40 years ago: ‘We’ve got to have a computer’: Douglas County outgrowing manual methods, treasurer says

From the Lawrence Daily Journal-World for June 6, 1974:

Government officials of Douglas County had taken their first steps into the computer age about two years earlier when they had hired a data processing director and had begun putting real estate taxes on the computer. In late 1974, county taxpayers had received their first computer-generated real estate tax bills, which had arrived a month late and were printed on computer cards.

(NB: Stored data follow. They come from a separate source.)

use crate::app::FitsViewApp;

pub fn show(ctx: &egui::Context, app: &mut FitsViewApp) {
    egui::TopBottomPanel::bottom("status").show(ctx, |ui| {
        ui.add_space(2.0);

        let state = app.session.state();
        let image = state.image();

        ui.horizontal(|ui| {
            ui.label(format!("{}x{}", image.width(), image.height()));
            ui.separator();
            ui.label(format!("Zoom: {:.0}%", state.zoom() * 100.0));
            ui.separator();
            ui.label(format!("Stretch: {}", state.stretch()));
            ui.separator();
            ui.label(format!("Contrast: {:.2}", state.contrast()));
            ui.separator();
            match app.viewport.limits {
                Some(limits) => {
                    let mode = if limits.auto { "auto" } else { "fixed" };
                    ui.label(format!("Limits: {:.4} .. {:.4} ({mode})", limits.vmin, limits.vmax));
                }
                None => {
                    ui.label("Limits: -");
                }
            }
            if state.invert() {
                ui.separator();
                ui.label("Inverted");
            }
            ui.separator();
            ui.label(format!("Palette: {}", app.viewport.palette));
            if let Some(ref overlay) = app.viewport.contours {
                ui.separator();
                ui.label(format!("Contours: {} segments", overlay.segments.len()));
            }

            // Image coordinate and value under the pointer.
            if let Some((x, y)) = app.viewport.cursor {
                let (ix, iy) = state.transform(app.session.screen()).screen_to_image(x, y);
                let (px, py) = (ix.floor() as i64, iy.floor() as i64);
                if let Some(value) = image.sample(px, py) {
                    ui.separator();
                    ui.label(format!("({px}, {py}) = {value:.6}"));
                }
            }
        });

        ui.add_space(2.0);
    });
}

The county was now putting personal property taxes into the system, studying the possibility of expanding computer facilities, and adding more jobs to the computer’s workload. “We are simply outgrowing the manual methods,” Treasurer Edythe Normal said. “We have got to go to a computer.” Both Jim Tate, county data processing director, and Darwin Rogers, county assessor, pointed out that written records still had to be maintained in the assessor’s office. “The assessor has to be responsible to the people,” Rogers said. “The computer does not have to be responsible.” Rogers added that the new system was causing more work, not less, because with the assessor’s office on the second floor of the courthouse, the data processing department in the basement, and the computer at the high school, the information didn’t flow quickly from one point to another. “If we could get information right away, it might be different,” Rogers said, but added he didn’t believe the county could afford computer terminals in every office.